L’éco-anxiété et le Covid-19

Le Covid-19 et l’éco-anxiété sont des symptômes d’une maladie bien plus grave, et aussi sources d’espoir.

Depuis 6 ans le terme « Eco-Anxiety » est entré dans le vocabulaire des psychologues anglophones pour signifier la peur et le stress liés au changement climatique. L’Association Psychologique Américaine (APA) la définit comme la peur continue de la mort environnementale1 et nous alerte sur la croissance de cette nouvelle maladie mentale, surtout au sein de notre jeunesse.

Je parle plus de l’éco-anxiété elle-même dans un article dédié. Cette peur tout à fait naturelle est provoquée par la conscience de la menace sur la vie terrestre symbolisée par le changement climatique. Elle peut être accompagnée de sentiments de désespoir, d’impuissance, de colère et de solitude. Nous pouvons aussi sentir de la culpabilité d’avoir trahi la Terre et nos valeurs, et de la honte d’être incapables d’agir efficacement. Tous les ingrédients sont réunis pour être traumatisé, ou au moins faire une bonne déprime !

Et je l’ai testée, cette déprime. Ayant une conscience environnementale depuis mon enfance, j’évitais le gaspillage des ressources, mais je prenais quand même l’avion et j’avais une grosse voiture.
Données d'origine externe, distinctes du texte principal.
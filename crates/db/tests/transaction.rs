use std::sync::atomic::{AtomicU32, Ordering};

use async_trait::async_trait;
use serde::{Deserialize, Serialize};
use serde_json::{Map, Value};

use clanhall_db::{
    Document, DocumentStore, DocumentStoreExt, MemoryStore, Query, RawDocument, ReadGuard,
    UpdateSpec, Write, run_transaction,
};
use clanhall_shared::{Error, Result};

#[derive(Serialize, Deserialize, Clone)]
struct Wallet {
    owner: String,
    balance: i64,
}

impl Document for Wallet {
    const COLLECTION: &'static str = "wallets";
}

/// Delegates to a MemoryStore but fails the first N commits with a
/// conflict, to exercise the retry loop.
struct FlakyStore {
    inner: MemoryStore,
    conflicts_left: AtomicU32,
}

impl FlakyStore {
    fn new(inner: MemoryStore, conflicts: u32) -> Self {
        Self {
            inner,
            conflicts_left: AtomicU32::new(conflicts),
        }
    }
}

#[async_trait]
impl DocumentStore for FlakyStore {
    async fn get(&self, collection: &str, id: &str) -> Result<Option<RawDocument>> {
        self.inner.get(collection, id).await
    }

    async fn get_versioned(
        &self,
        collection: &str,
        id: &str,
    ) -> Result<(Option<RawDocument>, i64)> {
        self.inner.get_versioned(collection, id).await
    }

    async fn query(&self, collection: &str, query: &Query) -> Result<Vec<RawDocument>> {
        self.inner.query(collection, query).await
    }

    async fn add(&self, collection: &str, fields: Map<String, Value>) -> Result<String> {
        self.inner.add(collection, fields).await
    }

    async fn create(&self, collection: &str, id: &str, fields: Map<String, Value>) -> Result<()> {
        self.inner.create(collection, id, fields).await
    }

    async fn update(&self, collection: &str, id: &str, spec: UpdateSpec) -> Result<()> {
        self.inner.update(collection, id, spec).await
    }

    async fn delete(&self, collection: &str, id: &str) -> Result<()> {
        self.inner.delete(collection, id).await
    }

    async fn batch(&self, writes: Vec<Write>) -> Result<()> {
        self.inner.batch(writes).await
    }

    async fn commit(&self, reads: Vec<ReadGuard>, writes: Vec<Write>) -> Result<()> {
        let left = self.conflicts_left.load(Ordering::SeqCst);
        if left > 0 {
            self.conflicts_left.store(left - 1, Ordering::SeqCst);
            return Err(Error::Conflict);
        }

        self.inner.commit(reads, writes).await
    }
}

#[tokio::test]
async fn test_transaction_commits_staged_writes() -> anyhow::Result<()> {
    let store = MemoryStore::new();
    store
        .create_doc(
            "w1",
            &Wallet {
                owner: "a".to_string(),
                balance: 100,
            },
        )
        .await?;

    let debited = run_transaction(&store, async |txn| {
        let wallet = txn.get::<Wallet>("w1").await?.ok_or(Error::NotFound("wallet"))?;
        txn.update::<Wallet>("w1", UpdateSpec::new().increment("balance", -40));

        Ok(wallet.data.balance - 40)
    })
    .await?;
    assert_eq!(debited, 60);

    let wallet = store.get_doc::<Wallet>("w1").await?.expect("wallet");
    assert_eq!(wallet.data.balance, 60);

    Ok(())
}

#[tokio::test]
async fn test_transaction_retries_on_conflict() -> anyhow::Result<()> {
    let store = FlakyStore::new(MemoryStore::new(), 2);
    store
        .create_doc(
            "w1",
            &Wallet {
                owner: "a".to_string(),
                balance: 10,
            },
        )
        .await?;

    let mut attempts = 0u32;
    run_transaction(&store, async |txn| {
        attempts += 1;
        txn.get::<Wallet>("w1").await?;
        txn.update::<Wallet>("w1", UpdateSpec::new().increment("balance", 1));

        Ok(())
    })
    .await?;

    // two conflicted commits plus the one that landed
    assert_eq!(attempts, 3);
    let wallet = store.get_doc::<Wallet>("w1").await?.expect("wallet");
    assert_eq!(wallet.data.balance, 11);

    Ok(())
}

#[tokio::test]
async fn test_transaction_surfaces_conflict_when_retries_exhaust() -> anyhow::Result<()> {
    let store = FlakyStore::new(MemoryStore::new(), u32::MAX);
    store
        .create_doc(
            "w1",
            &Wallet {
                owner: "a".to_string(),
                balance: 10,
            },
        )
        .await?;

    let result = run_transaction(&store, async |txn| {
        txn.get::<Wallet>("w1").await?;
        txn.update::<Wallet>("w1", UpdateSpec::new().increment("balance", 1));

        Ok(())
    })
    .await;
    assert!(matches!(result, Err(Error::Conflict)));

    Ok(())
}

#[tokio::test]
async fn test_business_failure_aborts_without_writes() -> anyhow::Result<()> {
    let store = MemoryStore::new();
    store
        .create_doc(
            "w1",
            &Wallet {
                owner: "a".to_string(),
                balance: 10,
            },
        )
        .await?;

    let result: Result<()> = run_transaction(&store, async |txn| {
        txn.update::<Wallet>("w1", UpdateSpec::new().increment("balance", -100));

        Err(Error::InsufficientPoints {
            required: 100,
            balance: 10,
        })
    })
    .await;
    assert!(matches!(result, Err(Error::InsufficientPoints { .. })));

    let wallet = store.get_doc::<Wallet>("w1").await?.expect("wallet");
    assert_eq!(wallet.data.balance, 10);

    Ok(())
}

#[tokio::test]
async fn test_concurrent_create_of_same_id_conflicts() -> anyhow::Result<()> {
    let store = MemoryStore::new();

    let result = run_transaction(&store, async |txn| {
        if txn.get::<Wallet>("w1").await?.is_some() {
            return Err(Error::AlreadyExists("wallet"));
        }

        // a rival lands the same document between our read and commit
        store
            .create_doc(
                "w1",
                &Wallet {
                    owner: "rival".to_string(),
                    balance: 0,
                },
            )
            .await?;

        txn.create(
            "w1",
            &Wallet {
                owner: "me".to_string(),
                balance: 0,
            },
        )?;

        Ok(())
    })
    .await;

    // every retry re-reads the now-existing document and reports it taken
    assert!(matches!(result, Err(Error::AlreadyExists(_))));
    let wallet = store.get_doc::<Wallet>("w1").await?.expect("wallet");
    assert_eq!(wallet.data.owner, "rival");

    Ok(())
}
Je suivais de près les recherches autour du changement climatique et la destruction de la biodiversité. Bien que les théories d’effondrement me semblaient plausibles, je ne les croyais pas. En fait, j’étais toujours optimiste, pensant que le monde se réveillerait à temps pour trouver des solutions.

Optimisme est un mot gentil pour le déni. Dans mon cas, c’est l’édifice de déni qui s’est effondré, et avec lui, une partie de mon identité, me laissant vulnérable et impuissant. Ma vie et mes projets avaient perdu leur sens, et mon travail – qui à l’époque était loin d’être écologique – était devenu un fardeau. Je ne voyais que des limitations. Il m’a fallu du temps pour me rendre compte de ce que j’étais en train d’expérimenter.

Est-ce que mon éco-anxiété est une maladie mentale comme suggère l’APA ? Je trouve l’idée dangereuse pour trois raisons. D’abord, cette anxiété est un signal d’alarme naturel face à une situation traumatique et il serait temps qu’on arrête de parler de maladie mentale dans ce cas. Après tout, la terre a besoin de notre éco-anxiété !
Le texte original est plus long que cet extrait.